(YOUR TASK)
Scan the listing below for the word "Path", then copy each line that has it.

--

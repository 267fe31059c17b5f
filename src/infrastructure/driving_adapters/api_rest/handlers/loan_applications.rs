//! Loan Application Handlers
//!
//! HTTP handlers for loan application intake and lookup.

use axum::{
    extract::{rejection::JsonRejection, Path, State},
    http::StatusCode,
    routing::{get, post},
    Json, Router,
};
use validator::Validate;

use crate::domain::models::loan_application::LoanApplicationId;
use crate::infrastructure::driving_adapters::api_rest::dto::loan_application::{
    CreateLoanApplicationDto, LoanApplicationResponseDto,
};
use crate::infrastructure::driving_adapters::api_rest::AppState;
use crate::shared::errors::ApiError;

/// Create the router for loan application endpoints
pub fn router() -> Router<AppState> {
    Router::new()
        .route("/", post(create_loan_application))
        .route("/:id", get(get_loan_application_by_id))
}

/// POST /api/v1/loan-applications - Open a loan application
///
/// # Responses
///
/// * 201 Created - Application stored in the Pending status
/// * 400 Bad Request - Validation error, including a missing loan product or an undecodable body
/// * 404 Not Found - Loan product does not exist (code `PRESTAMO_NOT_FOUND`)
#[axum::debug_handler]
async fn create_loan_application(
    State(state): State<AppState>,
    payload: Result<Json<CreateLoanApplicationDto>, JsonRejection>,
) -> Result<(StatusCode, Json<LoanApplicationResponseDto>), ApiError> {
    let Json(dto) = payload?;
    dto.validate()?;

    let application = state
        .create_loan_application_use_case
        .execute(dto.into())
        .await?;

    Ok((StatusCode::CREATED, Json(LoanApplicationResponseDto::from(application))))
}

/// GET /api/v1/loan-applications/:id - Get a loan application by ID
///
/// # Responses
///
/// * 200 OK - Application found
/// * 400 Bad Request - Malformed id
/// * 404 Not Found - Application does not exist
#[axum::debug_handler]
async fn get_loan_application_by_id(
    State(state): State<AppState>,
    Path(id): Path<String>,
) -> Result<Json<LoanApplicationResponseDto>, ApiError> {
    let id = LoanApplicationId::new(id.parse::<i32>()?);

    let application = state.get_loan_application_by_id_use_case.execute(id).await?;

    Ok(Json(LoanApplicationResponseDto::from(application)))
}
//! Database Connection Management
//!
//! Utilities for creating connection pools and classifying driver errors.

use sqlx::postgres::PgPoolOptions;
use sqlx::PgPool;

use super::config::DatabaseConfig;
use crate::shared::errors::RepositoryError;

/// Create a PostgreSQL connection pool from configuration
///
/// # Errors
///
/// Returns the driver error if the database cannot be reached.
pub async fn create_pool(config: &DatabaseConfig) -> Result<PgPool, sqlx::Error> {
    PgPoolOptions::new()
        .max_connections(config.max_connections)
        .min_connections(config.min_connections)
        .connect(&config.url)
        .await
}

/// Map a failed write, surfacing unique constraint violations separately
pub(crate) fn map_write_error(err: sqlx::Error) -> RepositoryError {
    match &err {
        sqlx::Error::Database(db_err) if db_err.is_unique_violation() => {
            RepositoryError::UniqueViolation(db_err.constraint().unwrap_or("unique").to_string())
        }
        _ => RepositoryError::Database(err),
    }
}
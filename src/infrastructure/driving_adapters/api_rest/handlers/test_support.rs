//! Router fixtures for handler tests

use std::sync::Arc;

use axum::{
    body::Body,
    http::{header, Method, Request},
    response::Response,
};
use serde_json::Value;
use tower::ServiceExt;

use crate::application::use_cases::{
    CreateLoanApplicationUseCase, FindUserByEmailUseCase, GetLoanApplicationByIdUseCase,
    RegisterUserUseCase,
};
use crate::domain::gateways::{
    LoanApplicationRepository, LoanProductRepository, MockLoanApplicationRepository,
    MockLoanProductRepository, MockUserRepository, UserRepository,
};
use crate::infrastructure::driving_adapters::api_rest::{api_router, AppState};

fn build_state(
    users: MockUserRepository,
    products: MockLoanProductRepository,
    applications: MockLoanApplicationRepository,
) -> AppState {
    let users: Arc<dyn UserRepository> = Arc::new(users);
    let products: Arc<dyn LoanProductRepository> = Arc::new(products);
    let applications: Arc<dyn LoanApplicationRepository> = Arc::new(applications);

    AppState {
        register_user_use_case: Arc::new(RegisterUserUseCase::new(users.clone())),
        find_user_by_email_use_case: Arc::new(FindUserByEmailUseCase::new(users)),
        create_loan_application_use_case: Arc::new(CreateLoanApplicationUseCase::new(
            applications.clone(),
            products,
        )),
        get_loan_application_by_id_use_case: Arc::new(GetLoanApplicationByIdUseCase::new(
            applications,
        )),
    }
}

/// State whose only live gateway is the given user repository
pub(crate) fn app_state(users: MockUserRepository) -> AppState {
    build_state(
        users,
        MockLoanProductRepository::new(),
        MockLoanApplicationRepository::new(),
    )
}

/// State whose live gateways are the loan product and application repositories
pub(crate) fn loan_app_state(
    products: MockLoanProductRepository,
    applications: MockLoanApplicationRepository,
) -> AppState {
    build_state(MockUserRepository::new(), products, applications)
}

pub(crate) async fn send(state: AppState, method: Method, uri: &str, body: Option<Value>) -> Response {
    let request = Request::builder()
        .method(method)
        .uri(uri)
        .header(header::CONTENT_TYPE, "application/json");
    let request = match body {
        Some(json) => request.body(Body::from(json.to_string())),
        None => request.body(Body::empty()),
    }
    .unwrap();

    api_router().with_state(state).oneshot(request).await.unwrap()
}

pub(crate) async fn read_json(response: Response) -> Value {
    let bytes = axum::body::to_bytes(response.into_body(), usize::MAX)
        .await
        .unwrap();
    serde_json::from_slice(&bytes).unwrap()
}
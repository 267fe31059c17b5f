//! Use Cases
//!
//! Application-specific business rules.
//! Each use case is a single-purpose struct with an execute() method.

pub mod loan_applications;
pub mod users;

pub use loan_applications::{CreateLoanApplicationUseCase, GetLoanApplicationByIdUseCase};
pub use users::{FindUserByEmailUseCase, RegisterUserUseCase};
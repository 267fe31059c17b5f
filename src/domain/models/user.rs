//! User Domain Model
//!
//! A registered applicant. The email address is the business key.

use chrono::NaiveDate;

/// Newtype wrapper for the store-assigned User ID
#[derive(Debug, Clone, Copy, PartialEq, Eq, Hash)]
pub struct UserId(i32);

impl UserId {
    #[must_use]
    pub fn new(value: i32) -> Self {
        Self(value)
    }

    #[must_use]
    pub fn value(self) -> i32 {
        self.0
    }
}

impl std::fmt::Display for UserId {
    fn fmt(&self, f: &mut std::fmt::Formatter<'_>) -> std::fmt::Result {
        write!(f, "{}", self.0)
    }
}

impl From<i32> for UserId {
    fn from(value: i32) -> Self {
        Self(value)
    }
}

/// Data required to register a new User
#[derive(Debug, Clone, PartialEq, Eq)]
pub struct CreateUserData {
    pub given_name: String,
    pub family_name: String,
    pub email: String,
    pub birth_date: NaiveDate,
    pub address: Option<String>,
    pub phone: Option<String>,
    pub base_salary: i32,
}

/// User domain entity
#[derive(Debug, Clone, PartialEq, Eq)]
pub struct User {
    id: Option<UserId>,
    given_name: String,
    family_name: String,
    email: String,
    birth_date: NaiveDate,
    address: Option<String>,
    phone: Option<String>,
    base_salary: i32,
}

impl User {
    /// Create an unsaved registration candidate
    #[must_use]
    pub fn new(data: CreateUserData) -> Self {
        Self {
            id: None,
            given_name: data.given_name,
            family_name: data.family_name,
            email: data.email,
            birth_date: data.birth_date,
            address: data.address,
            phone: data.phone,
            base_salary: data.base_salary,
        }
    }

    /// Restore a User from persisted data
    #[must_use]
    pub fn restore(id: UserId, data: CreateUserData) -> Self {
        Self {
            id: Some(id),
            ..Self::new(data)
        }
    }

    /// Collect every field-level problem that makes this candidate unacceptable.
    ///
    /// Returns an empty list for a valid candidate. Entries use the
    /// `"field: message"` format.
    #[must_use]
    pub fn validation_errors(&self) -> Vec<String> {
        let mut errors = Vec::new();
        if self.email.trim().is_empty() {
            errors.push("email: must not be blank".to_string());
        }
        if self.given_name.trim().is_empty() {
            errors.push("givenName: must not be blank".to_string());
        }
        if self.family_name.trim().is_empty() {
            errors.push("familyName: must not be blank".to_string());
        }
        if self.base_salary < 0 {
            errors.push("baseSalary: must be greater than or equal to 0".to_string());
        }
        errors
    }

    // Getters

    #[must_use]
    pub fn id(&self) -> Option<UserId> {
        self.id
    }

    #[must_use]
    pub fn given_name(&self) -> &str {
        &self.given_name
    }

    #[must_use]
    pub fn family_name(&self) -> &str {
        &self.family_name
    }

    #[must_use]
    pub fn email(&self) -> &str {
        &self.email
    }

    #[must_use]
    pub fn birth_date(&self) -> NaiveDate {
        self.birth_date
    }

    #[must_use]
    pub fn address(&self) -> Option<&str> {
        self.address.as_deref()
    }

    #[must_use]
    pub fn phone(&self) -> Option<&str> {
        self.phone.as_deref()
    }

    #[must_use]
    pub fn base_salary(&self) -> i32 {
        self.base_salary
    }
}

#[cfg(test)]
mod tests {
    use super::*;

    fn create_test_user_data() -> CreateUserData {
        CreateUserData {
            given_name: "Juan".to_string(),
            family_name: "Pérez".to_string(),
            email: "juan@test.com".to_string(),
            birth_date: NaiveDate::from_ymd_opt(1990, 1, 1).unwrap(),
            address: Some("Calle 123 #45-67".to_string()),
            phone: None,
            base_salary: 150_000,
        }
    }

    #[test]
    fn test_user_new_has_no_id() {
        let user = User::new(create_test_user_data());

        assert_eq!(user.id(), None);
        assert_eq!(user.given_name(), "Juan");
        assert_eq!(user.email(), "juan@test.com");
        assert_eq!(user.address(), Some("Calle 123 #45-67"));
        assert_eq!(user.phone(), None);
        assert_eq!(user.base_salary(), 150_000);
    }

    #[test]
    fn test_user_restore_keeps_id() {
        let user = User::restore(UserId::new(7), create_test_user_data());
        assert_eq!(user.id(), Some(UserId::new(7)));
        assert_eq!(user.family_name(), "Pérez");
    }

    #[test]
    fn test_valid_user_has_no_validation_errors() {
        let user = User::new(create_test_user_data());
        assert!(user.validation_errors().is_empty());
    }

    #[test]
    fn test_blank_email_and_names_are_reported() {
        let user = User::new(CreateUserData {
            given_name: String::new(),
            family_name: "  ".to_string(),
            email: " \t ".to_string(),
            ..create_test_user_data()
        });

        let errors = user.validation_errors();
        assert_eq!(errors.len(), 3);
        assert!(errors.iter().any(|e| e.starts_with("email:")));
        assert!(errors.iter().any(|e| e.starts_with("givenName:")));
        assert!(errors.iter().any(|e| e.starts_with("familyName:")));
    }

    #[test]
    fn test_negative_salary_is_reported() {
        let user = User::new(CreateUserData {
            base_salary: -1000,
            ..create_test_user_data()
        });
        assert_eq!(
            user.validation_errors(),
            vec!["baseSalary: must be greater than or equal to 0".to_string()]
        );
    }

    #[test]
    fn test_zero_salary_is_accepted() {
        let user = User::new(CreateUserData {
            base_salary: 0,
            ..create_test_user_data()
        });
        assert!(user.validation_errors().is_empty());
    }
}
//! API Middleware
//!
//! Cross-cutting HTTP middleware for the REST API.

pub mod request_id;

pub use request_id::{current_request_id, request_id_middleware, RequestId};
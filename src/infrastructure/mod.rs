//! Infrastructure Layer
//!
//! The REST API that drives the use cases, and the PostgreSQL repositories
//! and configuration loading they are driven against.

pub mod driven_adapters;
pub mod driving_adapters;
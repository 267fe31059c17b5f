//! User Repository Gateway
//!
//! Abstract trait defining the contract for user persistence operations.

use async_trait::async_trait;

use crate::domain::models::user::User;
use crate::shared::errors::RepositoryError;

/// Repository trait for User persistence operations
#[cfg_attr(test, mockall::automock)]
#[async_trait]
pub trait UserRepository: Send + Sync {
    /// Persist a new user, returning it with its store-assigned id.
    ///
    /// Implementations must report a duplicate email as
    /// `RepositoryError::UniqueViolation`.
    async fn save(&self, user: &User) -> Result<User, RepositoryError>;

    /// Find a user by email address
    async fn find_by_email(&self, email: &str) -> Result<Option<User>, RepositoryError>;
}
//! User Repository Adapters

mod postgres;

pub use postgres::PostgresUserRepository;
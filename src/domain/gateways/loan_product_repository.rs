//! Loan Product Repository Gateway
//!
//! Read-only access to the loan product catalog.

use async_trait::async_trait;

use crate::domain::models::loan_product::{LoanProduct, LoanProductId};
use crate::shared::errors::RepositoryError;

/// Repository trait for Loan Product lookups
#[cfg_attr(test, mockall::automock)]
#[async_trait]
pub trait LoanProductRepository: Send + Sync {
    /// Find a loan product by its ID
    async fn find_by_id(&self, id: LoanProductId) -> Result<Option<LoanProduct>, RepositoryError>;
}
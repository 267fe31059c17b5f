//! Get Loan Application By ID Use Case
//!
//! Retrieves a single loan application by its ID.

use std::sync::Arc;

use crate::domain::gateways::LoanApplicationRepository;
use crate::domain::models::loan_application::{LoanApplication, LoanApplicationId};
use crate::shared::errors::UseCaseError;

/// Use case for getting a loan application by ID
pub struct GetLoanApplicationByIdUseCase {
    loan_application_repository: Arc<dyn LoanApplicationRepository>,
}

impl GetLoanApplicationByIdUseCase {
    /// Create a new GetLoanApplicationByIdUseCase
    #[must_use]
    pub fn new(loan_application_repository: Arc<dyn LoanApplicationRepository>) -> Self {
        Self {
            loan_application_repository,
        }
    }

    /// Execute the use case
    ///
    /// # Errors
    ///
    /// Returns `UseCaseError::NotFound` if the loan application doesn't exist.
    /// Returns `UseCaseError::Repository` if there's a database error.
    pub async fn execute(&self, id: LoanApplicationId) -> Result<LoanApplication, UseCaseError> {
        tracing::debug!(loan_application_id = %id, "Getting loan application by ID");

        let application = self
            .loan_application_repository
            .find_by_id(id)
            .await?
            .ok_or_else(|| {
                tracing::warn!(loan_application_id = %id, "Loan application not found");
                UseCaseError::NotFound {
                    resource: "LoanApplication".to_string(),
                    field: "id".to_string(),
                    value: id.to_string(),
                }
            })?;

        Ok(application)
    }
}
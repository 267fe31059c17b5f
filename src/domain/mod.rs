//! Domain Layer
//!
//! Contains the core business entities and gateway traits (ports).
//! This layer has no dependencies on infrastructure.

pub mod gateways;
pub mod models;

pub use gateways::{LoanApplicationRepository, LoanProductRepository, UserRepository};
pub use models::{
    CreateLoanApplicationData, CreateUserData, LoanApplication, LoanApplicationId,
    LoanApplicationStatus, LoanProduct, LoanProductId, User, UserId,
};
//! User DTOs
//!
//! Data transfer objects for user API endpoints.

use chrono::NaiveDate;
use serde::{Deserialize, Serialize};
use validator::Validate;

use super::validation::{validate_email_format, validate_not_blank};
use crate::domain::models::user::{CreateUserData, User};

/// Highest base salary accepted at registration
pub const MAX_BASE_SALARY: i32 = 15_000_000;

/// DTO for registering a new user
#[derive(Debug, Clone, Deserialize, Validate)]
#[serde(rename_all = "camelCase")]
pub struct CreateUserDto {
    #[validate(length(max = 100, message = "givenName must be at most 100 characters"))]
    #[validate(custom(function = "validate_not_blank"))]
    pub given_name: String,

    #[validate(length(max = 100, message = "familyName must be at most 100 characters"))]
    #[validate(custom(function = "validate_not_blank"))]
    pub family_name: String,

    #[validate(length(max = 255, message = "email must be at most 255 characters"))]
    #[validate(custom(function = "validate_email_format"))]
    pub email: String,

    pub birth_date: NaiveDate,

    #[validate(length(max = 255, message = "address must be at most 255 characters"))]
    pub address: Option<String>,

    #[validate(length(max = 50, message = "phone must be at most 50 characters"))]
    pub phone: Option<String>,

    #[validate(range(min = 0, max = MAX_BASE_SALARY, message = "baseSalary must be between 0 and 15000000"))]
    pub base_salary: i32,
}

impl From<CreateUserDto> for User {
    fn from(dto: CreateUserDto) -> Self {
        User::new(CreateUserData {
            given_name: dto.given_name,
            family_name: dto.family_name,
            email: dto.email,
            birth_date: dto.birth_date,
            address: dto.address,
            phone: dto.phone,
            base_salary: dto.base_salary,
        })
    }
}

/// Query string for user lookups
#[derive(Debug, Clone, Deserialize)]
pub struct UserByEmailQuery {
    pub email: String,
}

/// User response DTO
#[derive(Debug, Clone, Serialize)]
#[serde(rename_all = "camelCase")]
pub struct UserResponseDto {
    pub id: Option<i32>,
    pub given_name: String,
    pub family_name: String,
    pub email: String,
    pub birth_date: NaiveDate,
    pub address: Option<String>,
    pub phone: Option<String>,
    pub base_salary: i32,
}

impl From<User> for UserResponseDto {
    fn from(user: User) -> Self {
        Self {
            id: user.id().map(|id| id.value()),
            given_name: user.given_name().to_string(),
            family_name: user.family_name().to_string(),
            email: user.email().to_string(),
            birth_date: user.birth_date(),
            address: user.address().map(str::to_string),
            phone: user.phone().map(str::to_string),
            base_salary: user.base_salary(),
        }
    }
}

--

(ANSWER SPACE)
    extract::{rejection::JsonRejection, Path, State},
    Path(id): Path<String>,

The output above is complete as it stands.